> [Exercise prompt] Where does "Option" occur in the listing? Copy every line that holds it.

> [Dataset]
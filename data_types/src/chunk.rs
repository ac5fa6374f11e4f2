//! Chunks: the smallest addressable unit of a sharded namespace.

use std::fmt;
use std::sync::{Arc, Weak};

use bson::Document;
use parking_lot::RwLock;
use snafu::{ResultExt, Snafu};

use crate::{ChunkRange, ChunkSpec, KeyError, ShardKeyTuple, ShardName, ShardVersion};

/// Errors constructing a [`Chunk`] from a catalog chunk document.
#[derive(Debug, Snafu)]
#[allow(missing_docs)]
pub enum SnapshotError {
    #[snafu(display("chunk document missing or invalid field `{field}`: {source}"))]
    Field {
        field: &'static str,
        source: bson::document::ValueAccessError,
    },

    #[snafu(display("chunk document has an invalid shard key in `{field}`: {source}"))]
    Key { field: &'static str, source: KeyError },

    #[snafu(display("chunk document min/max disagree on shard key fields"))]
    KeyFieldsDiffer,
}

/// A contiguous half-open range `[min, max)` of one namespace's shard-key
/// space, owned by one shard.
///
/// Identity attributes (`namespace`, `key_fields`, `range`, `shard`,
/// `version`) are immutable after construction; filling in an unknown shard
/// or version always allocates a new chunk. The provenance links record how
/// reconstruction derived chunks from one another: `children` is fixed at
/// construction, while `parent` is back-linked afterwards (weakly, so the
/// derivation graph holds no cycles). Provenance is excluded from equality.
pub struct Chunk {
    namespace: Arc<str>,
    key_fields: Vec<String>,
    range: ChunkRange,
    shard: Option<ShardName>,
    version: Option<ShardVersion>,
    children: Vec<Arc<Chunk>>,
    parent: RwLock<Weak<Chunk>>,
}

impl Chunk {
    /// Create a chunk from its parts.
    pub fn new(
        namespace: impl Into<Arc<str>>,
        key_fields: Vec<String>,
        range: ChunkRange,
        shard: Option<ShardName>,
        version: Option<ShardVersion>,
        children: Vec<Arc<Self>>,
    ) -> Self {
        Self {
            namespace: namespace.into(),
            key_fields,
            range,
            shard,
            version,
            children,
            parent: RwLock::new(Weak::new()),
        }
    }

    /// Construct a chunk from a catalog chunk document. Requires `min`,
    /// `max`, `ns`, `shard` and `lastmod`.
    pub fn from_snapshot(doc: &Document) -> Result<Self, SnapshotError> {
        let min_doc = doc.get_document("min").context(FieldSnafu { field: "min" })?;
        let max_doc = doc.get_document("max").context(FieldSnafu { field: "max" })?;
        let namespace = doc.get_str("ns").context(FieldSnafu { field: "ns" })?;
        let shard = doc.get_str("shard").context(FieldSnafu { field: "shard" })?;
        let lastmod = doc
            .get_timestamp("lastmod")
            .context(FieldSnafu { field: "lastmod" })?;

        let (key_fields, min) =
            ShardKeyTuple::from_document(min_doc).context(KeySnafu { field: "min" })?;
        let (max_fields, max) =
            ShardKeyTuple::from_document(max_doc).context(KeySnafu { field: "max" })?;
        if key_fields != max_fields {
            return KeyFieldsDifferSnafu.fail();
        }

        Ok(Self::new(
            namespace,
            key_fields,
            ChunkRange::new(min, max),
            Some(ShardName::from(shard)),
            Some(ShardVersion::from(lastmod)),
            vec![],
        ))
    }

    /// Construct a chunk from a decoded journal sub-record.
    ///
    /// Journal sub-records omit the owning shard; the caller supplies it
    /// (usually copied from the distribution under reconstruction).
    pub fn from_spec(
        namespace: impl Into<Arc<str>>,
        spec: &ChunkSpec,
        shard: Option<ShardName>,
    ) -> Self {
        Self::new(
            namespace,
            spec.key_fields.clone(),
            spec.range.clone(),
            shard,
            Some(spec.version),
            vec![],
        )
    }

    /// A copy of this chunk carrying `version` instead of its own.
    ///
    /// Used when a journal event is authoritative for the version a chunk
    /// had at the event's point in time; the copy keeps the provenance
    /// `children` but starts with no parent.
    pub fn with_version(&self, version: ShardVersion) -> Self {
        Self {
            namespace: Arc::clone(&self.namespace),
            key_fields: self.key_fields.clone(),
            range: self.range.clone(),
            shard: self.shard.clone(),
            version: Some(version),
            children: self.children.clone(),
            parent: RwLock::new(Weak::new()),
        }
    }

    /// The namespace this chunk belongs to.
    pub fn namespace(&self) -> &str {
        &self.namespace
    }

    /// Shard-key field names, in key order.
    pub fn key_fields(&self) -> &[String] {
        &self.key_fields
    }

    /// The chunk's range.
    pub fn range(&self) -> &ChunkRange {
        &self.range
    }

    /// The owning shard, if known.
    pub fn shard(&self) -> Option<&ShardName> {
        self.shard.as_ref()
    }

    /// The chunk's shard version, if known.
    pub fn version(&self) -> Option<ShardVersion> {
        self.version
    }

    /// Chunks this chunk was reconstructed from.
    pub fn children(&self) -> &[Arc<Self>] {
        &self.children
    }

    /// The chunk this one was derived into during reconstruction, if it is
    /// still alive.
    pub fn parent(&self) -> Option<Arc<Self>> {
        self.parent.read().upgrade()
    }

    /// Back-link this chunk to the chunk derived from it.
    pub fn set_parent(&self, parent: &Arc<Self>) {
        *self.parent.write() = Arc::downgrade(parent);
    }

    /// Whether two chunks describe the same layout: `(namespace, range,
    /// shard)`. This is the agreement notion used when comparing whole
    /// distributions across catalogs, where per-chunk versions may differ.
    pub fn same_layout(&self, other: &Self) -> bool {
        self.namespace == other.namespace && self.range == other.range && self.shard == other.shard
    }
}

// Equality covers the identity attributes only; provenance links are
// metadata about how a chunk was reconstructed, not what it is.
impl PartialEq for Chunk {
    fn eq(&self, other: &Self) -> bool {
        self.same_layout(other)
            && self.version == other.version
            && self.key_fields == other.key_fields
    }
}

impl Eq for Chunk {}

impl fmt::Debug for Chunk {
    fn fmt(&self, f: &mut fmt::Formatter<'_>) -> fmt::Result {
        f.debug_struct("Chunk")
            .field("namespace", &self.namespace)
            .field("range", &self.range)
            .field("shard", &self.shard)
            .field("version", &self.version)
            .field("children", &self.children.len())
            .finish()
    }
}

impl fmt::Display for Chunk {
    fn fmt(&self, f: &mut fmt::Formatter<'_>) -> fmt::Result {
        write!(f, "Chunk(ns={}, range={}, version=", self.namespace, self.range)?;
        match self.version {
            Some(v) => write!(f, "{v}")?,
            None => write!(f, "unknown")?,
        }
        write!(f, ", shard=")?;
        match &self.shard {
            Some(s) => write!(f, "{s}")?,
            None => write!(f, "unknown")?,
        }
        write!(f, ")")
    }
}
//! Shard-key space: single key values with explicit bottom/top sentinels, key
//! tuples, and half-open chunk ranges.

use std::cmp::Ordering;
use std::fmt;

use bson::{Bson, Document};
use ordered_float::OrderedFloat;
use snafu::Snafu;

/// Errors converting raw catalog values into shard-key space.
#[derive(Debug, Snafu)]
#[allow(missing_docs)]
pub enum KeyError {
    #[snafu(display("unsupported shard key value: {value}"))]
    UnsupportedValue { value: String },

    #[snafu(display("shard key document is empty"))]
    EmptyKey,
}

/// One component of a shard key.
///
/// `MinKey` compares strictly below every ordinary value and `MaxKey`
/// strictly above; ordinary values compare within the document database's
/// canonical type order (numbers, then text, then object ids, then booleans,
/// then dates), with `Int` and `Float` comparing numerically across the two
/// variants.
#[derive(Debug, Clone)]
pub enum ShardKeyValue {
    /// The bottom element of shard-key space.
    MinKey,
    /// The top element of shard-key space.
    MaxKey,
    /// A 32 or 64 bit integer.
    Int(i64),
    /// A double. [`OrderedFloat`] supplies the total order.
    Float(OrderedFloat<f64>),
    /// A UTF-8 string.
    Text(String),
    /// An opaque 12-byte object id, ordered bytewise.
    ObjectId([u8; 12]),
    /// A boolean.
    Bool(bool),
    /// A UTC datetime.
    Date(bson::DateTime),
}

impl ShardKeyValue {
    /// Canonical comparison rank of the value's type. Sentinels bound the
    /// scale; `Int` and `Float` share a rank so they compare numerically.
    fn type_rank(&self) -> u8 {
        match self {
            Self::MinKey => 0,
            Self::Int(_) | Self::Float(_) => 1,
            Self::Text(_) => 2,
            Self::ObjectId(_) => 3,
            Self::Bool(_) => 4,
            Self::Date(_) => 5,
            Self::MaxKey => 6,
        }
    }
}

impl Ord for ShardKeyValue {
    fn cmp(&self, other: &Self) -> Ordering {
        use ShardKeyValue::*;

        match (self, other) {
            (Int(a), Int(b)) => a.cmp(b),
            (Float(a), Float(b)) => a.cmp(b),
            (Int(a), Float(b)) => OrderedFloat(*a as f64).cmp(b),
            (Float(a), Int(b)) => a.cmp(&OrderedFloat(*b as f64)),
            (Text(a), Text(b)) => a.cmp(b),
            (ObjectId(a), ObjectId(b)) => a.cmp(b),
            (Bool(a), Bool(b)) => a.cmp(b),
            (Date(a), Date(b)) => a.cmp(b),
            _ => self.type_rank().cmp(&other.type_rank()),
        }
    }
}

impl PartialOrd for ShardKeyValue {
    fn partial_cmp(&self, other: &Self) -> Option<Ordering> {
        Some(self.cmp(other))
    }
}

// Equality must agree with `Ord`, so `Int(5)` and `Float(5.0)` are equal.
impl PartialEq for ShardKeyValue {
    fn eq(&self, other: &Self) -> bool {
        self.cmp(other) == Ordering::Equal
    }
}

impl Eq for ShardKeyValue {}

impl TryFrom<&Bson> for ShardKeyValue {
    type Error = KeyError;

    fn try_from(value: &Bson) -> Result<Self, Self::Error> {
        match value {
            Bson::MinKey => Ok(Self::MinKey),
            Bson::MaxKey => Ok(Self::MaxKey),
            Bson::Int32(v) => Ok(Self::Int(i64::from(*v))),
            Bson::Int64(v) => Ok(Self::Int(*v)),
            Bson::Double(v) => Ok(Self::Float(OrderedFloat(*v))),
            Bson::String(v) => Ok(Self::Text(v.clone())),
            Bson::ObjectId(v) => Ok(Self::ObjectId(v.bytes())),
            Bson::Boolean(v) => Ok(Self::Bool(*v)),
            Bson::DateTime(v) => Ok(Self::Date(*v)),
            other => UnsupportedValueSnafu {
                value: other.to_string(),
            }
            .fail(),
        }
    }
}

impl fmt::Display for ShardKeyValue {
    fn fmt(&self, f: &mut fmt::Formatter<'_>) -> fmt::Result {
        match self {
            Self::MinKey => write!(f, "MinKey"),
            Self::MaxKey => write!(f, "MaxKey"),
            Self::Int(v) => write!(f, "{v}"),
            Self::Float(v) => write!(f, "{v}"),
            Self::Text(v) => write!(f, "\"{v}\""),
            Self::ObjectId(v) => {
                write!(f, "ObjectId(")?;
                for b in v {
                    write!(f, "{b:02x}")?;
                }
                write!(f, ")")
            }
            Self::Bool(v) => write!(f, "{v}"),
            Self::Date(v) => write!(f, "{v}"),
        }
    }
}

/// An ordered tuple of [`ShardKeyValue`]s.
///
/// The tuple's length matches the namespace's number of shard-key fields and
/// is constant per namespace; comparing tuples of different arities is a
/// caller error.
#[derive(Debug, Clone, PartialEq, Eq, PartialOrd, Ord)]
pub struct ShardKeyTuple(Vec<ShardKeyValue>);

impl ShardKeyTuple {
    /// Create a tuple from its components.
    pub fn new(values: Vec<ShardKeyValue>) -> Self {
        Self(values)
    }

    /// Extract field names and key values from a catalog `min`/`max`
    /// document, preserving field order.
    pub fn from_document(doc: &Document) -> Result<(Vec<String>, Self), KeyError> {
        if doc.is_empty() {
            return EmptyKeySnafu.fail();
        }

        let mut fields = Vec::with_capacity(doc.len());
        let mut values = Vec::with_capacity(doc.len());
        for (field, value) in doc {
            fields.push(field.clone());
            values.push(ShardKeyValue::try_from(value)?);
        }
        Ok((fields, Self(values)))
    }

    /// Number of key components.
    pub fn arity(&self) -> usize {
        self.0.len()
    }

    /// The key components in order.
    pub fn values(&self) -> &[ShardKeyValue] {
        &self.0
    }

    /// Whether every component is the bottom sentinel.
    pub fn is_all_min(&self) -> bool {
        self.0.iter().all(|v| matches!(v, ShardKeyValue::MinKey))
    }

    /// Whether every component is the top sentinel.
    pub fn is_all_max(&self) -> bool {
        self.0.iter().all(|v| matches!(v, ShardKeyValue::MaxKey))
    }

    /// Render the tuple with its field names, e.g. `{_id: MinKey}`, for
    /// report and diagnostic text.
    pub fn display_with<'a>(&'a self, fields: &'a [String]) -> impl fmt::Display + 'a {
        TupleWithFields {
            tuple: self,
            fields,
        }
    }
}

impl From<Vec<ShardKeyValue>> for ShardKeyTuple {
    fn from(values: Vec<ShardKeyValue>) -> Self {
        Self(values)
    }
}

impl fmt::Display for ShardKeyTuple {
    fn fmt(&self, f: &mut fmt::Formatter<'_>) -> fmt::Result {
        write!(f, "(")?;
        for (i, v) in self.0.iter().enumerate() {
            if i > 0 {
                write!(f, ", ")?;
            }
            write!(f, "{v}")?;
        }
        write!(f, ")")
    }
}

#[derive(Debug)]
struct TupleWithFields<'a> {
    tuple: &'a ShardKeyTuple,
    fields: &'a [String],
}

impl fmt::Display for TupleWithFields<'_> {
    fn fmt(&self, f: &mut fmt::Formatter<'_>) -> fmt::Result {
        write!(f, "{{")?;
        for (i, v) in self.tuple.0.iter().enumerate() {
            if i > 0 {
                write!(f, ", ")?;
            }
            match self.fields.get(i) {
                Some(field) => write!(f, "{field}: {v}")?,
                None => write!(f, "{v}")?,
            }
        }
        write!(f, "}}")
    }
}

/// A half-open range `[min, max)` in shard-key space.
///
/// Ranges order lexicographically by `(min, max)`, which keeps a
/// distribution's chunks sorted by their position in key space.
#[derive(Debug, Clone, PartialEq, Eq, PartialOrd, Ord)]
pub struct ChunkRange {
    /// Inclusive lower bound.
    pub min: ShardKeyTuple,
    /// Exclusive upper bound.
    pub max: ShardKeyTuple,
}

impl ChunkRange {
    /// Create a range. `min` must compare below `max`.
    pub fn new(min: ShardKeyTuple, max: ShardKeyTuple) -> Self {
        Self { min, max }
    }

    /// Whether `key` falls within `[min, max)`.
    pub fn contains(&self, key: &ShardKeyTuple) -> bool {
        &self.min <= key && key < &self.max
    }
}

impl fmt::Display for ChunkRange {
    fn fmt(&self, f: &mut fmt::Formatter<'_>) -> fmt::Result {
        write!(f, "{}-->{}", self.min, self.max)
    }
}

> [Written solution]
    shard: Option<ShardName>,
    version: Option<ShardVersion>,
        shard: Option<ShardName>,
        version: Option<ShardVersion>,
        shard: Option<ShardName>,
    pub fn shard(&self) -> Option<&ShardName> {
    pub fn version(&self) -> Option<ShardVersion> {
    pub fn parent(&self) -> Option<Arc<Self>> {
    fn partial_cmp(&self, other: &Self) -> Option<Ordering> {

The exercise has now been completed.